Data under study:
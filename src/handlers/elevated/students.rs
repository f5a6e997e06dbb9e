// handlers/elevated/students.rs - Student registration and maintenance

use axum::Extension;
use sqlx::PgPool;

use crate::database::models::StudentInput;
use crate::handlers::RecordId;
use crate::middleware::{ApiResponse, ApiResult, ValidJson};
use crate::services::faculty_service::StatusRequest;
use crate::services::{Mutation, StudentService};

/// POST /api/admin/students - 201 with the new student id
pub async fn student_post(
    Extension(pool): Extension<PgPool>,
    ValidJson(input): ValidJson<StudentInput>,
) -> ApiResult<Mutation> {
    Ok(ApiResponse::created(StudentService::new(pool).create(&input).await?))
}

/// PUT /api/admin/students/:id
pub async fn student_put(
    Extension(pool): Extension<PgPool>,
    RecordId(id): RecordId,
    ValidJson(input): ValidJson<StudentInput>,
) -> ApiResult<Mutation> {
    Ok(ApiResponse::success(StudentService::new(pool).update(id, &input).await?))
}

/// PATCH /api/admin/students/:id/status
pub async fn student_status_patch(
    Extension(pool): Extension<PgPool>,
    RecordId(id): RecordId,
    ValidJson(request): ValidJson<StatusRequest>,
) -> ApiResult<Mutation> {
    Ok(ApiResponse::success(
        StudentService::new(pool).set_active(id, request.active).await?,
    ))
}
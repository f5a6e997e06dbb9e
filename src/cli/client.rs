use anyhow::{anyhow, bail, Context};
use reqwest::{Method, StatusCode};
use serde::Serialize;
use serde_json::Value;
use url::Url;

/// Thin HTTP client over the `{ success, data | error, code }` envelope
pub struct ApiClient {
    base_url: Url,
    token: Option<String>,
    http: reqwest::Client,
}

impl ApiClient {
    pub fn new(base_url: &str, token: Option<String>) -> anyhow::Result<Self> {
        let base_url = Url::parse(base_url).with_context(|| format!("invalid server URL '{}'", base_url))?;
        let http = reqwest::Client::builder()
            .user_agent(concat!("cognicare-cli/", env!("CARGO_PKG_VERSION")))
            .build()?;

        Ok(Self {
            base_url,
            token: token.filter(|t| !t.trim().is_empty()),
            http,
        })
    }

    pub fn base_url(&self) -> &Url {
        &self.base_url
    }

    pub async fn get(&self, path: &str) -> anyhow::Result<Value> {
        self.send::<()>(Method::GET, path, None).await
    }

    pub async fn post<B: Serialize>(&self, path: &str, body: Option<&B>) -> anyhow::Result<Value> {
        self.send(Method::POST, path, body).await
    }

    async fn send<B: Serialize>(&self, method: Method, path: &str, body: Option<&B>) -> anyhow::Result<Value> {
        let url = self.base_url.join(path)?;
        let mut request = self.http.request(method.clone(), url.clone());
        if let Some(token) = &self.token {
            request = request.bearer_auth(token);
        }
        if let Some(body) = body {
            request = request.json(body);
        }

        tracing::debug!("{} {}", method, url);
        let response = request
            .send()
            .await
            .with_context(|| format!("could not reach {}", self.base_url))?;
        let status = response.status();
        let envelope: Value = response
            .json()
            .await
            .with_context(|| format!("{} {} returned a non-JSON body ({})", method, path, status))?;

        unwrap_envelope(status, envelope)
    }
}

/// Return `data` of a success envelope, or turn the error envelope into an error
pub fn unwrap_envelope(status: StatusCode, envelope: Value) -> anyhow::Result<Value> {
    if envelope.get("success").and_then(Value::as_bool) == Some(true) {
        return Ok(envelope.get("data").cloned().unwrap_or(Value::Null));
    }

    let message = envelope
        .get("error")
        .and_then(Value::as_str)
        .unwrap_or("request failed");
    let code = envelope.get("code").and_then(Value::as_str).unwrap_or("UNKNOWN");

    if let Some(fields) = envelope.get("field_errors").and_then(Value::as_object) {
        let details: Vec<String> = fields
            .iter()
            .map(|(field, problem)| format!("{}: {}", field, problem.as_str().unwrap_or_default()))
            .collect();
        bail!("{} [{} {}] ({})", message, status.as_u16(), code, details.join("; "));
    }

    Err(anyhow!("{} [{} {}]", message, status.as_u16(), code))
}
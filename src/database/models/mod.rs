pub mod assignment;
pub mod faculty;
pub mod session;
pub mod student;
pub mod trainer;
pub mod user;
pub mod variable;

pub use assignment::{Assignment, AssignmentStatus};
pub use faculty::Faculty;
pub use session::{Session, SessionAction, SessionStatus};
pub use student::{Student, StudentInput, StudentProgress};
pub use trainer::{Trainer, TrainerInput};
pub use user::LoginRow;
pub use variable::CognitiveVariable;

use serde::Serialize;
use sqlx::FromRow;

/// Row returned by the `*_crear_uft` / `*_asignar_uft` functions
#[derive(Debug, Clone, Serialize, FromRow)]
pub struct CreatedRow {
    #[sqlx(rename = "mensaje")]
    pub message: Option<String>,
    pub id: Option<i32>,
}

/// A lifecycle status column that did not match any known value
#[derive(Debug, thiserror::Error)]
#[error("unknown status value '{0}'")]
pub struct UnknownStatus(pub String);
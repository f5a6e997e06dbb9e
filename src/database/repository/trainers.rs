use sqlx::PgPool;

use super::{created_or_empty, ViewRepository};
use crate::database::manager::DatabaseError;
use crate::database::models::{CreatedRow, Student, Trainer, TrainerInput};

pub struct TrainerRepository {
    view: ViewRepository<Trainer>,
}

impl TrainerRepository {
    pub fn new(pool: PgPool) -> Self {
        Self {
            view: ViewRepository::new("vw_entrenadores", "id_entrenador", pool),
        }
    }

    pub async fn select_any(&self, active: Option<bool>) -> Result<Vec<Trainer>, DatabaseError> {
        let rows = sqlx::query_as::<_, Trainer>(
            "SELECT * FROM vw_entrenadores
             WHERE ($1::bool IS NULL OR estado = $1)
             ORDER BY apellidos, nombres",
        )
        .bind(active)
        .fetch_all(self.view.pool())
        .await?;
        Ok(rows)
    }

    pub async fn select_404(&self, id: i32) -> Result<Trainer, DatabaseError> {
        self.view.select_404(id, "Trainer").await
    }

    /// Creates the user account and the trainer profile in one call
    pub async fn create(&self, input: &TrainerInput, password: &str) -> Result<CreatedRow, DatabaseError> {
        let row = sqlx::query_as::<_, CreatedRow>(
            "SELECT mensaje, id FROM entrenador_crear_uft($1, $2, $3, $4, $5, $6, $7)",
        )
        .bind(&input.first_names)
        .bind(&input.last_names)
        .bind(&input.national_id)
        .bind(&input.email)
        .bind(&input.phone)
        .bind(&input.specialty)
        .bind(password)
        .fetch_optional(self.view.pool())
        .await?;
        Ok(created_or_empty(row))
    }

    pub async fn update(&self, id: i32, input: &TrainerInput) -> Result<Option<String>, DatabaseError> {
        let message = sqlx::query_scalar::<_, Option<String>>(
            "SELECT entrenador_actualizar_ufs($1, $2, $3, $4, $5, $6, $7)",
        )
        .bind(id)
        .bind(&input.first_names)
        .bind(&input.last_names)
        .bind(&input.national_id)
        .bind(&input.email)
        .bind(&input.phone)
        .bind(&input.specialty)
        .fetch_one(self.view.pool())
        .await?;
        Ok(message)
    }

    pub async fn set_active(&self, id: i32, active: bool) -> Result<Option<String>, DatabaseError> {
        let message = sqlx::query_scalar::<_, Option<String>>("SELECT entrenador_cambiar_estado_ufs($1, $2)")
            .bind(id)
            .bind(active)
            .fetch_one(self.view.pool())
            .await?;
        Ok(message)
    }

    pub async fn students(&self, trainer_id: i32) -> Result<Vec<Student>, DatabaseError> {
        let rows = sqlx::query_as::<_, Student>("SELECT * FROM entrenador_estudiantes_uft($1)")
            .bind(trainer_id)
            .fetch_all(self.view.pool())
            .await?;
        Ok(rows)
    }
}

Task to complete: Only the number is wanted: how many lines in the listing hold "CreatedRow"?

Output of the exercise: 4